Поскольку буддизм не был религией, построенной на письменных догматах, вокруг веры в которые собирались её сторонники, два разных мировоззрения гармонично сосуществовали бок о бок. Сторонники буддизма, в отличие от христианства, никогда не выделяли свою философию как исключительное мировоззрение, требовавшее отказа от других верований. Поэтому, хотя король Сосурим сделал своей верой буддизм, он не превратил его в официальную религию страны. Этим он завоевал исключительные полномочия, не имевшие никакого смысла вне буддистской среды.4
Когурё больше не стояло на грани исчезновения. Сосурим вернул его из небытия и восстановил государство. Но на то, чтобы страна набрала достаточно сил для завоеваний и экспансии, требовалось время.
Тем временем Пэкче оставалось самым влиятельным государством на Корейском полуострове. Правил им Кынчхого, некогда начавший вторжение, во время которого пал отец Сосурима. Границы Пэкче расширялись и поглощали южные земли, и королю Кынчхого, как и его северному соседу, необходимо было ввести обычаи, которые удерживали бы территории Пэкче в рамках единого государства под началом одного короля. Никогда прежде корона Пэкче не переходила от отца к сыну; воины один за другим добывали её силой. Но схватка за наследование, скорее всего, привела бы к утрате части территории Пэкче, поскольку местные военачальники более вкладывались во внутреннюю политику, нежели в экспансию.
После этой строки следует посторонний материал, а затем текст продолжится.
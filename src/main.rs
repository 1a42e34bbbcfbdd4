use std::sync::Arc;

use anyhow::Context;
use tracing_subscriber::EnvFilter;

use catalog_search::api::{create_router, AppState};
use catalog_search::config::Config;
use catalog_search::services::{providers::XtreamProvider, SearchSession};

#[tokio::main]
async fn main() -> anyhow::Result<()> {
    tracing_subscriber::fmt()
        .with_env_filter(EnvFilter::try_from_default_env().unwrap_or_else(|_| EnvFilter::new("info")))
        .init();

    let config = Config::from_env()?;

    let provider = XtreamProvider::new(config.catalog_url.clone(), config.request_timeout())
        .context("Failed to build catalog HTTP client")?;
    let session = SearchSession::new(Arc::new(provider), config.search_settings());

    let credentials = config.credentials();
    let state = AppState::new(session, credentials.clone());
    state
        .inner
        .session
        .open(credentials, config.initial_query.as_deref());

    let app = create_router(state.clone());

    let addr = format!("{}:{}", config.host, config.port);
    let listener = tokio::net::TcpListener::bind(&addr)
        .await
        .with_context(|| format!("Failed to bind {}", addr))?;
    tracing::info!(
        address = %addr,
        session_id = %state.inner.session.id(),
        catalog_url = %config.catalog_url,
        "Search host listening"
    );

    axum::serve(listener, app)
        .with_graceful_shutdown(async {
            tokio::signal::ctrl_c().await.ok();
        })
        .await?;

    state.inner.session.close();
    Ok(())
}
Король Кынчхого, стремясь защитить завоеванные земли, объявил, что корона перейдет к его сыну. Когда он умер в 375 году, его слово не потеряло силу. Трон перешел сначала к сыну, а потом, после ранней смерти сына, к внуку Чхимрю.5
В 384 году индийский монах Марананта, странствуя по Китаю, пришел из государства Цзинь в Пэкче. Когда король Чхимрю услышал о его приближении, он вышел навстречу Марананте и взял его в столицу, чтобы послушать, что тот говорит. Как и Со-сурим, король тоже принял учение буддизма.6
Для обоих королей буддизм нес в себе отблеск древности, дух старинных китайских традиций. Оба правили относительно молодыми государствами, и в этих государствах все китайское было крайне желанно. За буддизмом летело эхо унаследованных полномочий многосотлетней давности, слабый отголосок (как и в случае с Цзинь) далекого и славного прошлого.
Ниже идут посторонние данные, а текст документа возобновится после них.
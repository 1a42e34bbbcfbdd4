use axum::{
    routing::{get, post},
    Router,
};
use tower_http::trace::TraceLayer;

use super::handlers;
use super::AppState;

/// Creates the main API router with all routes
pub fn create_router(state: AppState) -> Router {
    Router::new()
        .route("/health", get(handlers::health_check))
        .nest("/api/v1", api_routes())
        .layer(TraceLayer::new_for_http())
        .with_state(state)
}

/// Search surface routes under /api/v1
fn api_routes() -> Router<AppState> {
    Router::new()
        // Catalog lifecycle
        .route("/status", get(handlers::status))
        .route("/sync", post(handlers::resync))
        // Queries
        .route("/query", post(handlers::submit_query))
        .route("/results", get(handlers::latest_results))
        .route("/search", get(handlers::search))
        // Navigation
        .route("/select", post(handlers::select))
}
use axum::{
    extract::{Query, State},
    http::StatusCode,
    response::{IntoResponse, Response},
    Json,
};
use chrono::{DateTime, Utc};
use serde::{Deserialize, Serialize};
use serde_json::{json, Value};
use uuid::Uuid;

use crate::error::{AppError, AppResult};
use crate::models::{NavigationRequest, SearchResults, SourceKind, SyncState};

use super::AppState;

/// Longest query text accepted from clients
const MAX_QUERY_CHARS: usize = 256;

// Request/Response types

#[derive(Debug, Serialize)]
pub struct StatusResponse {
    pub session_id: Uuid,
    pub state: SyncState,
    pub catalog_size: usize,
    pub synced_at: Option<DateTime<Utc>>,
    pub query_pending: bool,
}

#[derive(Debug, Deserialize)]
pub struct SubmitQueryRequest {
    pub text: String,
}

#[derive(Debug, Serialize)]
pub struct SubmitQueryResponse {
    pub accepted: bool,
    pub sequence: Option<u64>,
}

#[derive(Debug, Deserialize)]
pub struct SearchParams {
    #[serde(default)]
    q: String,
}

#[derive(Debug, Deserialize)]
pub struct SelectRequest {
    pub id: i64,
    pub kind: SourceKind,
}

// Handlers

/// Health check endpoint
pub async fn health_check() -> (StatusCode, Json<Value>) {
    (StatusCode::OK, Json(json!({ "status": "healthy" })))
}

/// Sync state and catalog size of the hosted session
pub async fn status(State(state): State<AppState>) -> Json<StatusResponse> {
    let session = &state.inner.session;
    let sync_state = session.state();
    let catalog = session.catalog();

    Json(StatusResponse {
        session_id: session.id(),
        state: sync_state,
        catalog_size: catalog.len(),
        synced_at: (sync_state == SyncState::Ready).then_some(catalog.synced_at),
        query_pending: session.has_pending_query(),
    })
}

/// Re-runs the full catalog sync in the background
pub async fn resync(State(state): State<AppState>) -> (StatusCode, Json<Value>) {
    let inner = &state.inner;
    inner.session.resync(inner.credentials.clone()).await;
    (
        StatusCode::ACCEPTED,
        Json(json!({ "state": inner.session.state() })),
    )
}

/// Debounced query submission, one call per keystroke
pub async fn submit_query(
    State(state): State<AppState>,
    Json(request): Json<SubmitQueryRequest>,
) -> AppResult<(StatusCode, Json<SubmitQueryResponse>)> {
    validate_query(&request.text)?;

    let sequence = state.inner.session.submit(&request.text);
    Ok((
        StatusCode::ACCEPTED,
        Json(SubmitQueryResponse {
            accepted: sequence.is_some(),
            sequence,
        }),
    ))
}

/// Latest delivered result set
pub async fn latest_results(State(state): State<AppState>) -> Response {
    match state.inner.latest_results() {
        Some(results) => Json(results).into_response(),
        None => StatusCode::NO_CONTENT.into_response(),
    }
}

/// Immediate search against the current catalog
pub async fn search(
    State(state): State<AppState>,
    Query(params): Query<SearchParams>,
) -> AppResult<Json<SearchResults>> {
    validate_query(&params.q)?;
    let results = state.inner.session.query(&params.q)?;

    tracing::info!(
        query = %params.q,
        results = results.items.len(),
        status = ?results.status,
        "Search completed"
    );

    Ok(Json(results))
}

/// Resolves a selected item into a navigation request
pub async fn select(
    State(state): State<AppState>,
    Json(request): Json<SelectRequest>,
) -> AppResult<Json<NavigationRequest>> {
    let navigation = state.inner.session.select(request.id, request.kind)?;
    Ok(Json(navigation))
}

fn validate_query(text: &str) -> AppResult<()> {
    let length = text.chars().count();
    if length > MAX_QUERY_CHARS {
        return Err(AppError::InvalidInput(format!(
            "query is {} characters long, the limit is {}",
            length, MAX_QUERY_CHARS
        )));
    }
    Ok(())
}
Когда в 391 году на трон взошел Квангэтхо, племянник Со-сурима, основа государства, заложенная его предшественниками, была достаточно крепка, чтобы поддержать завоевательную кампанию, и даже буддийская философия, получившая широкое распространение, не побудила Квангэтхо отказаться от честолюбивых целей и материальной выгоды. Не прошло и года после коронации, а Квангэтхо уже организовал кампанию против Пэкче, в течение десятилетий считавшегося неприступным.